**Requirement**
Output all of the material once more, so that every line matches the original exactly.

**Exercise input**

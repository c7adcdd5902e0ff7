//! The application routes.

/// The root route which redirects to the dashboard or log in page.
pub const ROOT: &str = "/";
/// The landing page for logged in users.
pub const DASHBOARD_VIEW: &str = "/dashboard";
/// The page for displaying a user's transactions.
pub const TRANSACTIONS_VIEW: &str = "/transactions";
/// The page for displaying a user's accounts.
pub const ACCOUNTS_VIEW: &str = "/accounts";
/// The page for displaying financial insights.
pub const INSIGHTS_VIEW: &str = "/insights";
/// The route for getting the registration page.
pub const REGISTER_VIEW: &str = "/register";
/// The route for getting the log in page.
pub const LOG_IN_VIEW: &str = "/log_in";
/// The page to display when an internal server error occurs.
pub const INTERNAL_ERROR_VIEW: &str = "/error";
/// The route for static files.
pub const STATIC: &str = "/static";

/// The route for logging in a user.
pub const LOG_IN_API: &str = "/api/log_in";
/// The route for registering a new user.
pub const REGISTER_API: &str = "/api/register";
/// The route for the client to log out the current user.
pub const LOG_OUT: &str = "/api/log_out";
/// The route for exchanging a Plaid public token to link a bank account.
pub const CONNECT_BANK_API: &str = "/api/connect_bank";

**Solution for this problem**
repository c7adcdd5902e0ff7
//! The application routes.

/// The root route which redirects to the dashboard or log in page.
pub const ROOT: &str = "/";
/// The landing page for logged in users.
pub const DASHBOARD_VIEW: &str = "/dashboard";
/// The page for displaying a user's transactions.
pub const TRANSACTIONS_VIEW: &str = "/transactions";
/// The page for displaying a user's accounts.
pub const ACCOUNTS_VIEW: &str = "/accounts";
/// The page for displaying financial insights.
pub const INSIGHTS_VIEW: &str = "/insights";
/// The route for getting the registration page.
pub const REGISTER_VIEW: &str = "/register";
/// The route for getting the log in page.
pub const LOG_IN_VIEW: &str = "/log_in";
/// The page to display when an internal server error occurs.
pub const INTERNAL_ERROR_VIEW: &str = "/error";
/// The route for static files.
pub const STATIC: &str = "/static";

/// The route for logging in a user.
pub const LOG_IN_API: &str = "/api/log_in";
/// The route for registering a new user.
pub const REGISTER_API: &str = "/api/register";
/// The route for the client to log out the current user.
pub const LOG_OUT: &str = "/api/log_out";
/// The route for exchanging a Plaid public token to link a bank account.
pub const CONNECT_BANK_API: &str = "/api/connect_bank";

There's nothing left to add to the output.